Traffic is a frequent problem that not only causes consternation among drivers but it contributes to pollution and money and time wasted. One way that traffic could be limited is simply by optimizing speed in which highway and other traffic could move, where the maximum speed limit is set by the best speed for given real-time traffic conditions. This can be done by reinforced learning techniques that simulate the best speed at a given instant. Another way to improve traffic is to integrate technologies within autonomous cars, particularly as they are forecast to be soon on our streets, including sensors for driving, and information from different external sources, such as traffic information from cellphone, and other sources, including satellite data. This idea, created in a project called CIRCLES (Congestion Impact Reduction via CAV-in-the-loop Lagrangian Energy Smoothing) led at the Lawrence Berkeley National Laboratory, is to take this information and use deep reinforced learning to then optimize route selection and driving behaviour by autonomous vehicles so as to minimize traffic build-up. The idea is if cars move smoothly then traffic will less likely build, as a lot of traffic is often caused by uncoordinated and unoptimized movement choices. On the other hand, autonomous vehicles could coordinate their actions with relevant information and optimize their choices through reinforced learning. Related to this, the Berkeley effort will take satellite imagery and combine it with cellphone data to determine pollution levels, where cellphone data provides information on the number of road users and satellite data on pollution levels. Convolution neural networks or similar approaches can be used to identify relationships between pollution and road users that could then be fed into models that forecast pollution levels, where the results could then be fed back into traffic optimization. The pollution project is called DeepAir.
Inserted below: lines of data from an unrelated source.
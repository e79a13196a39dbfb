//! HTTP surface tests: routes, status codes and error codes, and the
//! request gates (authentication, admin role, revocation-first ordering).

use std::sync::Arc;

use axum::body::Body;
use axum::http::{header, Request, StatusCode};
use axum::Router;
use chrono::Utc;
use serde_json::{json, Value};
use tower::util::ServiceExt;

use turnstile::auth::{AccessClaims, Role, TokenCodec, TokenIssuer, TokenValidator};
use turnstile::server::{router, AppState};
use turnstile::session::SessionService;
use turnstile::store::MemoryStore;

const SECRET: &[u8] = b"0123456789abcdef0123456789abcdef";

fn app() -> Router {
    let store = Arc::new(MemoryStore::new());
    let codec = Arc::new(TokenCodec::new(SECRET));
    let issuer = TokenIssuer::new(codec.clone());
    let validator = TokenValidator::new(codec);
    let session = Arc::new(SessionService::new(
        store.clone(),
        store.clone(),
        store.clone(),
        issuer,
        validator.clone(),
    ));
    router(AppState {
        session,
        blacklist: store,
        validator,
    })
}

async fn send(app: &Router, req: Request<Body>) -> (StatusCode, Value) {
    let response = app.clone().oneshot(req).await.unwrap();
    let status = response.status();
    let bytes = axum::body::to_bytes(response.into_body(), usize::MAX).await.unwrap();
    let body = if bytes.is_empty() {
        Value::Null
    } else {
        serde_json::from_slice(&bytes).unwrap_or(Value::String(
            String::from_utf8_lossy(&bytes).into_owned(),
        ))
    };
    (status, body)
}

fn post_json(uri: &str, body: &Value) -> Request<Body> {
    Request::builder()
        .method("POST")
        .uri(uri)
        .header(header::CONTENT_TYPE, "application/json")
        .body(Body::from(body.to_string()))
        .unwrap()
}

async fn signup(app: &Router, email: &str, role: &str) -> Value {
    let (status, body) = send(
        app,
        post_json(
            "/auth/signup",
            &json!({"email": email, "password": "pw", "userRole": role}),
        ),
    )
    .await;
    assert_eq!(status, StatusCode::OK, "signup failed: {body}");
    body
}

#[tokio::test]
async fn signup_and_signin_round_trip() {
    let app = app();
    let body = signup(&app, "a@x.com", "USER").await;
    assert!(body["accessToken"].as_str().unwrap().starts_with("Bearer "));
    assert!(!body["refreshToken"].as_str().unwrap().is_empty());

    let (status, body) = send(
        &app,
        post_json("/auth/signup", &json!({"email": "a@x.com", "password": "pw", "userRole": "USER"})),
    )
    .await;
    assert_eq!(status, StatusCode::BAD_REQUEST);
    assert_eq!(body["code"], "duplicate_email");

    let (status, body) = send(
        &app,
        post_json("/auth/signin", &json!({"email": "a@x.com", "password": "nope"})),
    )
    .await;
    assert_eq!(status, StatusCode::UNAUTHORIZED);
    assert_eq!(body["code"], "bad_credentials");

    let (status, body) = send(
        &app,
        post_json("/auth/signin", &json!({"email": "who@x.com", "password": "pw"})),
    )
    .await;
    assert_eq!(status, StatusCode::BAD_REQUEST);
    assert_eq!(body["code"], "user_not_found");

    let (status, _) = send(
        &app,
        post_json("/auth/signin", &json!({"email": "a@x.com", "password": "pw"})),
    )
    .await;
    assert_eq!(status, StatusCode::OK);
}

#[tokio::test]
async fn reissue_rotates_and_rejects_the_spent_token() {
    let app = app();
    // First signup in a fresh store gets user id 1.
    let body = signup(&app, "a@x.com", "USER").await;
    let refresh = body["refreshToken"].as_str().unwrap().to_string();

    let reissue_req = |token: &str| {
        Request::builder()
            .method("POST")
            .uri("/reissue?userId=1")
            .header("Refresh-Token", token)
            .body(Body::empty())
            .unwrap()
    };

    let (status, body) = send(&app, reissue_req(&refresh)).await;
    assert_eq!(status, StatusCode::OK);
    let rotated = body["refreshToken"].as_str().unwrap().to_string();
    assert_ne!(rotated, refresh);

    let (status, body) = send(&app, reissue_req(&refresh)).await;
    assert_eq!(status, StatusCode::UNAUTHORIZED);
    assert_eq!(body["code"], "refresh_mismatch");

    // Missing header is rejected too.
    let (status, _) = send(
        &app,
        Request::builder()
            .method("POST")
            .uri("/reissue?userId=1")
            .body(Body::empty())
            .unwrap(),
    )
    .await;
    assert_eq!(status, StatusCode::UNAUTHORIZED);
}

#[tokio::test]
async fn signout_then_revoked_token_is_rejected_before_signature_checks() {
    let app = app();
    let body = signup(&app, "a@x.com", "USER").await;
    let access = body["accessToken"].as_str().unwrap().to_string();

    let (status, _) = send(
        &app,
        Request::builder()
            .method("POST")
            .uri("/auth/signout")
            .header(header::AUTHORIZATION, access.as_str())
            .body(Body::empty())
            .unwrap(),
    )
    .await;
    assert_eq!(status, StatusCode::OK);

    // Any later request carrying the revoked token dies at the gate with
    // the dedicated code, even though the embedded expiry has not passed.
    let (status, body) = send(
        &app,
        Request::builder()
            .uri("/")
            .header(header::AUTHORIZATION, access.as_str())
            .body(Body::empty())
            .unwrap(),
    )
    .await;
    assert_eq!(status, StatusCode::UNAUTHORIZED);
    assert_eq!(body["code"], "token_revoked");
}

#[tokio::test]
async fn gate_tags_expired_and_invalid_distinctly_and_passes_anonymous() {
    let app = app();

    // Anonymous request to an open route is fine.
    let (status, body) = send(&app, Request::builder().uri("/").body(Body::empty()).unwrap()).await;
    assert_eq!(status, StatusCode::OK);
    assert_eq!(body, Value::String("turnstile ok".into()));

    // Signout without a principal is the handler's rejection, not the gate's.
    let (status, body) = send(
        &app,
        Request::builder()
            .method("POST")
            .uri("/auth/signout")
            .body(Body::empty())
            .unwrap(),
    )
    .await;
    assert_eq!(status, StatusCode::UNAUTHORIZED);
    assert_eq!(body["code"], "unauthorized");

    // Expired token: crafted with the same signing key.
    let codec = TokenCodec::new(SECRET);
    let now = Utc::now().timestamp();
    let expired = codec
        .sign(&AccessClaims {
            sub: "1".into(),
            email: "a@x.com".into(),
            user_role: Role::User,
            iat: now - 7200,
            exp: now - 3600,
        })
        .unwrap();
    let (status, body) = send(
        &app,
        Request::builder()
            .uri("/")
            .header(header::AUTHORIZATION, format!("Bearer {expired}"))
            .body(Body::empty())
            .unwrap(),
    )
    .await;
    assert_eq!(status, StatusCode::UNAUTHORIZED);
    assert_eq!(body["code"], "access_expired");

    let (status, body) = send(
        &app,
        Request::builder()
            .uri("/")
            .header(header::AUTHORIZATION, "Bearer not.a.token")
            .body(Body::empty())
            .unwrap(),
    )
    .await;
    assert_eq!(status, StatusCode::UNAUTHORIZED);
    assert_eq!(body["code"], "invalid_token");
}

#[tokio::test]
async fn admin_route_enforces_role_and_revokes() {
    let app = app();
    let admin = signup(&app, "admin@x.com", "ADMIN").await;
    let user = signup(&app, "user@x.com", "USER").await;
    let admin_access = admin["accessToken"].as_str().unwrap();
    let user_access = user["accessToken"].as_str().unwrap().to_string();

    let revoke_body = json!({
        "token": user_access,
        "userId": 2,
        "reason": "COMPROMISED",
    });

    // Unauthenticated and non-admin callers are turned away.
    let (status, body) = send(&app, post_json("/admin/tokens/revoke", &revoke_body)).await;
    assert_eq!(status, StatusCode::UNAUTHORIZED);
    assert_eq!(body["code"], "unauthorized");

    let mut req = post_json("/admin/tokens/revoke", &revoke_body);
    req.headers_mut()
        .insert(header::AUTHORIZATION, user_access.parse().unwrap());
    let (status, body) = send(&app, req).await;
    assert_eq!(status, StatusCode::FORBIDDEN);
    assert_eq!(body["code"], "forbidden");

    let mut req = post_json("/admin/tokens/revoke", &revoke_body);
    req.headers_mut()
        .insert(header::AUTHORIZATION, admin_access.parse().unwrap());
    let (status, _) = send(&app, req).await;
    assert_eq!(status, StatusCode::OK);

    // The condemned token is now dead at the gate.
    let (status, body) = send(
        &app,
        Request::builder()
            .uri("/")
            .header(header::AUTHORIZATION, user_access.as_str())
            .body(Body::empty())
            .unwrap(),
    )
    .await;
    assert_eq!(status, StatusCode::UNAUTHORIZED);
    assert_eq!(body["code"], "token_revoked");

    // Unknown reasons are a validation error.
    let mut req = post_json(
        "/admin/tokens/revoke",
        &json!({"token": admin_access, "userId": 1, "reason": "BECAUSE"}),
    );
    req.headers_mut()
        .insert(header::AUTHORIZATION, admin_access.parse().unwrap());
    let (status, body) = send(&app, req).await;
    assert_eq!(status, StatusCode::BAD_REQUEST);
    assert_eq!(body["code"], "invalid_request");
}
The Berkeley project is based on Flow, which is an open source platform that is used to simulate and optimize traffic flow. Similarly, other projects have also tried to use fast simulation that look at current conditions, simulate those conditions in the immediate future, and then those results are fed back to the vehicle for information to optimize driving. This approach uses neural network-based learning, similar to Flow, to enable fast and rapid learning to better optimize movement.
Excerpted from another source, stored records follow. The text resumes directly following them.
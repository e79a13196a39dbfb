use serde::{Deserialize, Serialize};

/// Role carried inside access tokens and on the stored user row.
#[derive(Debug, Clone, Copy, PartialEq, Eq, Serialize, Deserialize)]
pub enum Role {
    #[serde(rename = "USER")]
    User,
    #[serde(rename = "ADMIN")]
    Admin,
}

impl Role {
    pub fn parse(s: &str) -> Option<Role> {
        match s {
            "USER" => Some(Role::User),
            "ADMIN" => Some(Role::Admin),
            _ => None,
        }
    }

    pub fn as_str(&self) -> &'static str {
        match self {
            Role::User => "USER",
            Role::Admin => "ADMIN",
        }
    }

    pub fn is_admin(&self) -> bool {
        matches!(self, Role::Admin)
    }
}

impl std::fmt::Display for Role {
    fn fmt(&self, f: &mut std::fmt::Formatter<'_>) -> std::fmt::Result {
        f.write_str(self.as_str())
    }
}

/// Payload of an access token. Self-contained: validity is decided by
/// signature and `exp` alone, never by a stored row (unless the exact token
/// string has been blacklisted).
#[derive(Debug, Clone, Serialize, Deserialize)]
pub struct AccessClaims {
    /// Numeric user id, rendered as a string.
    pub sub: String,
    pub email: String,
    #[serde(rename = "userRole")]
    pub user_role: Role,
    pub iat: i64,
    pub exp: i64,
}

impl AccessClaims {
    pub fn subject_id(&self) -> Option<i64> {
        self.sub.parse().ok()
    }
}

/// Payload of a refresh token. Carries no subject: ownership is established
/// by the stored row keyed on user id, not by the token itself. `jti` makes
/// consecutive mints distinct even within one clock second, which the
/// single-use rotation check depends on.
#[derive(Debug, Clone, Serialize, Deserialize)]
pub struct RefreshClaims {
    pub iat: i64,
    pub exp: i64,
    pub jti: String,
}
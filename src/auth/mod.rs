//! Credential minting, verification and request identity.
//! Keep the public surface thin and split implementation across sub-modules.

mod claims;
mod codec;
mod issuer;
pub mod password;
mod principal;
mod validator;

pub use claims::{AccessClaims, RefreshClaims, Role};
pub use codec::TokenCodec;
pub use issuer::{TokenIssuer, ACCESS_TOKEN_TTL_SECS, REFRESH_TOKEN_TTL_SECS};
pub use principal::Principal;
pub use validator::{TokenValidator, BEARER_PREFIX};
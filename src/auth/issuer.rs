use std::sync::Arc;

use chrono::{DateTime, Duration, Utc};
use uuid::Uuid;

use super::claims::{AccessClaims, RefreshClaims, Role};
use super::codec::TokenCodec;
use super::validator::BEARER_PREFIX;
use crate::error::AuthResult;

/// Access tokens live 15 minutes from issuance.
pub const ACCESS_TOKEN_TTL_SECS: i64 = 15 * 60;
/// Refresh tokens live 14 days, reset on every successful rotation.
pub const REFRESH_TOKEN_TTL_SECS: i64 = 14 * 24 * 60 * 60;

/// Builds signed credentials from principal data.
#[derive(Clone)]
pub struct TokenIssuer {
    codec: Arc<TokenCodec>,
}

impl TokenIssuer {
    pub fn new(codec: Arc<TokenCodec>) -> Self {
        Self { codec }
    }

    /// Mint a `Bearer `-prefixed access token embedding subject, email and
    /// role. Callers strip the prefix before verification.
    pub fn issue_access(&self, user_id: i64, email: &str, role: Role) -> AuthResult<String> {
        let now = Utc::now().timestamp();
        let claims = AccessClaims {
            sub: user_id.to_string(),
            email: email.to_string(),
            user_role: role,
            iat: now,
            exp: now + ACCESS_TOKEN_TTL_SECS,
        };
        Ok(format!("{}{}", BEARER_PREFIX, self.codec.sign(&claims)?))
    }

    /// Mint a subject-free refresh token and return it with its expiry
    /// instant, which the caller persists alongside it.
    pub fn issue_refresh(&self) -> AuthResult<(String, DateTime<Utc>)> {
        let now = Utc::now();
        let expires_at = now + Duration::seconds(REFRESH_TOKEN_TTL_SECS);
        let claims = RefreshClaims {
            iat: now.timestamp(),
            exp: expires_at.timestamp(),
            jti: Uuid::new_v4().to_string(),
        };
        Ok((self.codec.sign(&claims)?, expires_at))
    }
}
//! Argon2 password hashing. The session service treats this as an opaque
//! hash/verify pair; no other module touches password material.

use anyhow::{anyhow, Result};
use argon2::{Argon2, PasswordHasher, PasswordVerifier};
use password_hash::{PasswordHash, SaltString};

pub fn hash_password(password: &str) -> Result<String> {
    let mut salt_bytes = [0u8; 16];
    getrandom::getrandom(&mut salt_bytes).map_err(|e| anyhow!(e.to_string()))?;
    let salt = SaltString::encode_b64(&salt_bytes).map_err(|e| anyhow!(e.to_string()))?;
    let argon2 = Argon2::default();
    let phc = argon2
        .hash_password(password.as_bytes(), &salt)
        .map_err(|e| anyhow!(e.to_string()))?
        .to_string();
    Ok(phc)
}

pub fn verify_password(hash: &str, password: &str) -> bool {
    if let Ok(parsed) = PasswordHash::new(hash) {
        let argon2 = Argon2::default();
        argon2.verify_password(password.as_bytes(), &parsed).is_ok()
    } else {
        false
    }
}

#[cfg(test)]
mod tests {
    use super::*;

    #[test]
    fn hash_verifies_and_rejects_wrong_password() {
        let phc = hash_password("hunter2").unwrap();
        assert!(verify_password(&phc, "hunter2"));
        assert!(!verify_password(&phc, "hunter3"));
        assert!(!verify_password("not-a-phc-string", "hunter2"));
    }

    #[test]
    fn hashes_are_salted() {
        let a = hash_password("same").unwrap();
        let b = hash_password("same").unwrap();
        assert_ne!(a, b);
    }
}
This side-by-side simulation from Cathy Wu at UC Berkeley shows how one autonomous car in a traffic loop of 22 cars (with the rest human-driven) can smooth out the traffic flow by reducing stop-and-go traffic:
There are other potential variables that are also relevant, including how autonomous cars can move. For instance, optimizing how road traffic signals communicate with vehicles may require further coordination between vehicles, other data sources such as cellular data showing traffic conditions, and traffic lights. In this case, it has been shown that genetic algorithms, utilising mutation genes in the approach, could be applied to optimize traffic movement, requiring relatively few fitness functions evaluations needed.
Autonomous cars are arriving but how will they improve traffic? New technologies are developing that enable cars to obtain information from multiple sources, including satellite data, and utilise simulations that optimize learning algorithms that then inform cars the best routes to select and at what given speeds based on apparent conditions. These new changes promise to make our lives easier but more importantly have a large effect in reducing pollution, where vehicles constitute about 30% of the pollution in the United States.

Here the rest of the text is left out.